- _Supplied records_:
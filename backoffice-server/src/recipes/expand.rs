//! Recipe expansion and costing
//!
//! `effective_qty = net_qty × (1 + waste_pct/100)`, scaled by the ordered
//! portions over the recipe yield, walked recursively through sub-recipes.
//! Lines are aggregated per stock item in the item's base unit.

use redb::{ReadTransaction, ReadOnlyTable, ReadableTable, Table, WriteTransaction};
use rust_decimal::prelude::ToPrimitive;
use rust_decimal::{Decimal, RoundingStrategy};
use shared::models::{
    CostLine, ExpandedLine, Item, MenuItem, Recipe, RecipeComponent, RecipeCost, Unit,
};
use std::collections::BTreeMap;

use super::{RecipeError, RecipeResult};
use crate::db::get_doc;
use crate::db::tables::{ITEMS, MENU_ITEMS, RECIPES};

/// Decimal places kept on expanded quantities
const QTY_SCALE: u32 = 4;

type Doc = &'static [u8];

/// Read view over menu items, recipes and stock items
pub struct Catalog<M, R, I> {
    menu: M,
    recipes: R,
    items: I,
}

pub type ReadCatalog = Catalog<ReadOnlyTable<&'static str, Doc>, ReadOnlyTable<&'static str, Doc>, ReadOnlyTable<&'static str, Doc>>;

pub type WriteCatalog<'t> = Catalog<Table<'t, &'static str, Doc>, Table<'t, &'static str, Doc>, Table<'t, &'static str, Doc>>;

impl ReadCatalog {
    pub fn open(txn: &ReadTransaction) -> RecipeResult<Self> {
        Ok(Self {
            menu: txn.open_table(MENU_ITEMS)?,
            recipes: txn.open_table(RECIPES)?,
            items: txn.open_table(ITEMS)?,
        })
    }
}

impl<'t> WriteCatalog<'t> {
    /// Holds ITEMS open: drop before stock mutations in the same transaction
    pub fn open_write(txn: &'t WriteTransaction) -> RecipeResult<Self> {
        Ok(Self {
            menu: txn.open_table(MENU_ITEMS)?,
            recipes: txn.open_table(RECIPES)?,
            items: txn.open_table(ITEMS)?,
        })
    }
}

impl<M, R, I> Catalog<M, R, I>
where
    M: ReadableTable<&'static str, Doc>,
    R: ReadableTable<&'static str, Doc>,
    I: ReadableTable<&'static str, Doc>,
{
    pub fn menu_item(&self, id: &str) -> RecipeResult<MenuItem> {
        get_doc(&self.menu, id)?.ok_or_else(|| RecipeError::MenuItemNotFound(id.to_string()))
    }

    pub fn recipe(&self, id: &str) -> RecipeResult<Recipe> {
        get_doc(&self.recipes, id)?.ok_or_else(|| RecipeError::RecipeNotFound(id.to_string()))
    }

    pub fn item(&self, id: &str) -> RecipeResult<Item> {
        get_doc(&self.items, id)?.ok_or_else(|| RecipeError::ItemNotFound(id.to_string()))
    }

    /// Stock requirements for `qty` portions of a menu item
    ///
    /// A menu item without a recipe draws no stock.
    pub fn expand(&self, menu_item_id: &str, qty: Decimal) -> RecipeResult<Vec<ExpandedLine>> {
        let menu_item = self.menu_item(menu_item_id)?;
        match &menu_item.recipe_id {
            Some(recipe_id) => self.expand_recipe(recipe_id, qty),
            None => Ok(Vec::new()),
        }
    }

    /// Stock requirements for `portions` of a recipe's yield
    pub fn expand_recipe(&self, recipe_id: &str, portions: Decimal) -> RecipeResult<Vec<ExpandedLine>> {
        let mut totals: BTreeMap<String, (Decimal, Unit)> = BTreeMap::new();
        let mut stack = Vec::new();
        self.walk(recipe_id, portions, &mut stack, &mut totals)?;

        Ok(totals
            .into_iter()
            .map(|(item_id, (quantity, unit))| ExpandedLine {
                item_id,
                quantity: quantity
                    .round_dp_with_strategy(QTY_SCALE, RoundingStrategy::MidpointAwayFromZero)
                    .normalize(),
                unit,
            })
            .collect())
    }

    fn walk(
        &self,
        recipe_id: &str,
        portions: Decimal,
        stack: &mut Vec<String>,
        totals: &mut BTreeMap<String, (Decimal, Unit)>,
    ) -> RecipeResult<()> {
        if stack.iter().any(|id| id == recipe_id) {
            let mut path = stack.clone();
            path.push(recipe_id.to_string());
            return Err(RecipeError::Cycle(path));
        }
        let recipe = self.recipe(recipe_id)?;
        if recipe.yield_qty <= Decimal::ZERO {
            return Err(RecipeError::Invalid(format!(
                "recipe {} has non-positive yield",
                recipe.id
            )));
        }
        let batches = portions / recipe.yield_qty;

        stack.push(recipe.id.clone());
        for component in &recipe.components {
            match component {
                RecipeComponent::Ingredient {
                    item_id,
                    qty,
                    unit,
                    waste_pct,
                } => {
                    let item = self.item(item_id)?;
                    let net = *qty * waste_factor(*waste_pct) * batches;
                    let base = unit.convert(net, item.base_unit).ok_or_else(|| {
                        RecipeError::UnitMismatch {
                            item_id: item.id.clone(),
                            from: *unit,
                            to: item.base_unit,
                        }
                    })?;
                    let entry = totals
                        .entry(item.id.clone())
                        .or_insert((Decimal::ZERO, item.base_unit));
                    entry.0 += base;
                }
                RecipeComponent::SubRecipe {
                    recipe_id,
                    qty,
                    waste_pct,
                } => {
                    let sub_portions = *qty * waste_factor(*waste_pct) * batches;
                    self.walk(recipe_id, sub_portions, stack, totals)?;
                }
            }
        }
        stack.pop();
        Ok(())
    }

    /// Theoretical cost of `qty` portions at each ingredient's latest cost
    pub fn cost(&self, menu_item_id: &str, qty: Decimal) -> RecipeResult<RecipeCost> {
        let menu_item = self.menu_item(menu_item_id)?;
        let lines = self.expand(menu_item_id, qty)?;

        let mut cost_lines = Vec::with_capacity(lines.len());
        let mut total_cost = 0i64;
        for line in lines {
            let item = self.item(&line.item_id)?;
            let cost = (line.quantity * Decimal::from(item.cost))
                .round_dp_with_strategy(0, RoundingStrategy::MidpointAwayFromZero)
                .to_i64()
                .unwrap_or(i64::MAX);
            total_cost = total_cost.saturating_add(cost);
            cost_lines.push(CostLine {
                item_id: line.item_id,
                quantity: line.quantity,
                unit: line.unit,
                unit_cost: item.cost,
                cost,
            });
        }

        let price = (Decimal::from(menu_item.price) * qty)
            .round_dp_with_strategy(0, RoundingStrategy::MidpointAwayFromZero)
            .to_i64()
            .unwrap_or(i64::MAX);
        let margin_pct = (price > 0).then(|| {
            (Decimal::from(price - total_cost) * Decimal::ONE_HUNDRED / Decimal::from(price))
                .round_dp_with_strategy(2, RoundingStrategy::MidpointAwayFromZero)
        });

        Ok(RecipeCost {
            menu_item_id: menu_item.id,
            qty,
            lines: cost_lines,
            total_cost,
            price,
            margin_pct,
        })
    }
}

fn waste_factor(waste_pct: Option<Decimal>) -> Decimal {
    match waste_pct {
        Some(pct) => Decimal::ONE + pct / Decimal::ONE_HUNDRED,
        None => Decimal::ONE,
    }
}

- _Your task_: Restating the data word for word is the whole task.

- _Finished task_:
filename backoffice-server/src/recipes/expand.rs
//! Recipe expansion and costing
//!
//! `effective_qty = net_qty × (1 + waste_pct/100)`, scaled by the ordered
//! portions over the recipe yield, walked recursively through sub-recipes.
//! Lines are aggregated per stock item in the item's base unit.

use redb::{ReadTransaction, ReadOnlyTable, ReadableTable, Table, WriteTransaction};
use rust_decimal::prelude::ToPrimitive;
use rust_decimal::{Decimal, RoundingStrategy};
use shared::models::{
    CostLine, ExpandedLine, Item, MenuItem, Recipe, RecipeComponent, RecipeCost, Unit,
};
use std::collections::BTreeMap;

use super::{RecipeError, RecipeResult};
use crate::db::get_doc;
use crate::db::tables::{ITEMS, MENU_ITEMS, RECIPES};

/// Decimal places kept on expanded quantities
const QTY_SCALE: u32 = 4;

type Doc = &'static [u8];

/// Read view over menu items, recipes and stock items
pub struct Catalog<M, R, I> {
    menu: M,
    recipes: R,
    items: I,
}

pub type ReadCatalog = Catalog<ReadOnlyTable<&'static str, Doc>, ReadOnlyTable<&'static str, Doc>, ReadOnlyTable<&'static str, Doc>>;

pub type WriteCatalog<'t> = Catalog<Table<'t, &'static str, Doc>, Table<'t, &'static str, Doc>, Table<'t, &'static str, Doc>>;

impl ReadCatalog {
    pub fn open(txn: &ReadTransaction) -> RecipeResult<Self> {
        Ok(Self {
            menu: txn.open_table(MENU_ITEMS)?,
            recipes: txn.open_table(RECIPES)?,
            items: txn.open_table(ITEMS)?,
        })
    }
}

impl<'t> WriteCatalog<'t> {
    /// Holds ITEMS open: drop before stock mutations in the same transaction
    pub fn open_write(txn: &'t WriteTransaction) -> RecipeResult<Self> {
        Ok(Self {
            menu: txn.open_table(MENU_ITEMS)?,
            recipes: txn.open_table(RECIPES)?,
            items: txn.open_table(ITEMS)?,
        })
    }
}

impl<M, R, I> Catalog<M, R, I>
where
    M: ReadableTable<&'static str, Doc>,
    R: ReadableTable<&'static str, Doc>,
    I: ReadableTable<&'static str, Doc>,
{
    pub fn menu_item(&self, id: &str) -> RecipeResult<MenuItem> {
        get_doc(&self.menu, id)?.ok_or_else(|| RecipeError::MenuItemNotFound(id.to_string()))
    }

    pub fn recipe(&self, id: &str) -> RecipeResult<Recipe> {
        get_doc(&self.recipes, id)?.ok_or_else(|| RecipeError::RecipeNotFound(id.to_string()))
    }

    pub fn item(&self, id: &str) -> RecipeResult<Item> {
        get_doc(&self.items, id)?.ok_or_else(|| RecipeError::ItemNotFound(id.to_string()))
    }

    /// Stock requirements for `qty` portions of a menu item
    ///
    /// A menu item without a recipe draws no stock.
    pub fn expand(&self, menu_item_id: &str, qty: Decimal) -> RecipeResult<Vec<ExpandedLine>> {
        let menu_item = self.menu_item(menu_item_id)?;
        match &menu_item.recipe_id {
            Some(recipe_id) => self.expand_recipe(recipe_id, qty),
            None => Ok(Vec::new()),
        }
    }

    /// Stock requirements for `portions` of a recipe's yield
    pub fn expand_recipe(&self, recipe_id: &str, portions: Decimal) -> RecipeResult<Vec<ExpandedLine>> {
        let mut totals: BTreeMap<String, (Decimal, Unit)> = BTreeMap::new();
        let mut stack = Vec::new();
        self.walk(recipe_id, portions, &mut stack, &mut totals)?;

        Ok(totals
            .into_iter()
            .map(|(item_id, (quantity, unit))| ExpandedLine {
                item_id,
                quantity: quantity
                    .round_dp_with_strategy(QTY_SCALE, RoundingStrategy::MidpointAwayFromZero)
                    .normalize(),
                unit,
            })
            .collect())
    }

    fn walk(
        &self,
        recipe_id: &str,
        portions: Decimal,
        stack: &mut Vec<String>,
        totals: &mut BTreeMap<String, (Decimal, Unit)>,
    ) -> RecipeResult<()> {
        if stack.iter().any(|id| id == recipe_id) {
            let mut path = stack.clone();
            path.push(recipe_id.to_string());
            return Err(RecipeError::Cycle(path));
        }
        let recipe = self.recipe(recipe_id)?;
        if recipe.yield_qty <= Decimal::ZERO {
            return Err(RecipeError::Invalid(format!(
                "recipe {} has non-positive yield",
                recipe.id
            )));
        }
        let batches = portions / recipe.yield_qty;

        stack.push(recipe.id.clone());
        for component in &recipe.components {
            match component {
                RecipeComponent::Ingredient {
                    item_id,
                    qty,
                    unit,
                    waste_pct,
                } => {
                    let item = self.item(item_id)?;
                    let net = *qty * waste_factor(*waste_pct) * batches;
                    let base = unit.convert(net, item.base_unit).ok_or_else(|| {
                        RecipeError::UnitMismatch {
                            item_id: item.id.clone(),
                            from: *unit,
                            to: item.base_unit,
                        }
                    })?;
                    let entry = totals
                        .entry(item.id.clone())
                        .or_insert((Decimal::ZERO, item.base_unit));
                    entry.0 += base;
                }
                RecipeComponent::SubRecipe {
                    recipe_id,
                    qty,
                    waste_pct,
                } => {
                    let sub_portions = *qty * waste_factor(*waste_pct) * batches;
                    self.walk(recipe_id, sub_portions, stack, totals)?;
                }
            }
        }
        stack.pop();
        Ok(())
    }

    /// Theoretical cost of `qty` portions at each ingredient's latest cost
    pub fn cost(&self, menu_item_id: &str, qty: Decimal) -> RecipeResult<RecipeCost> {
        let menu_item = self.menu_item(menu_item_id)?;
        let lines = self.expand(menu_item_id, qty)?;

        let mut cost_lines = Vec::with_capacity(lines.len());
        let mut total_cost = 0i64;
        for line in lines {
            let item = self.item(&line.item_id)?;
            let cost = (line.quantity * Decimal::from(item.cost))
                .round_dp_with_strategy(0, RoundingStrategy::MidpointAwayFromZero)
                .to_i64()
                .unwrap_or(i64::MAX);
            total_cost = total_cost.saturating_add(cost);
            cost_lines.push(CostLine {
                item_id: line.item_id,
                quantity: line.quantity,
                unit: line.unit,
                unit_cost: item.cost,
                cost,
            });
        }

        let price = (Decimal::from(menu_item.price) * qty)
            .round_dp_with_strategy(0, RoundingStrategy::MidpointAwayFromZero)
            .to_i64()
            .unwrap_or(i64::MAX);
        let margin_pct = (price > 0).then(|| {
            (Decimal::from(price - total_cost) * Decimal::ONE_HUNDRED / Decimal::from(price))
                .round_dp_with_strategy(2, RoundingStrategy::MidpointAwayFromZero)
        });

        Ok(RecipeCost {
            menu_item_id: menu_item.id,
            qty,
            lines: cost_lines,
            total_cost,
            price,
            margin_pct,
        })
    }
}

fn waste_factor(waste_pct: Option<Decimal>) -> Decimal {
    match waste_pct {
        Some(pct) => Decimal::ONE + pct / Decimal::ONE_HUNDRED,
        None => Decimal::ONE,
    }
}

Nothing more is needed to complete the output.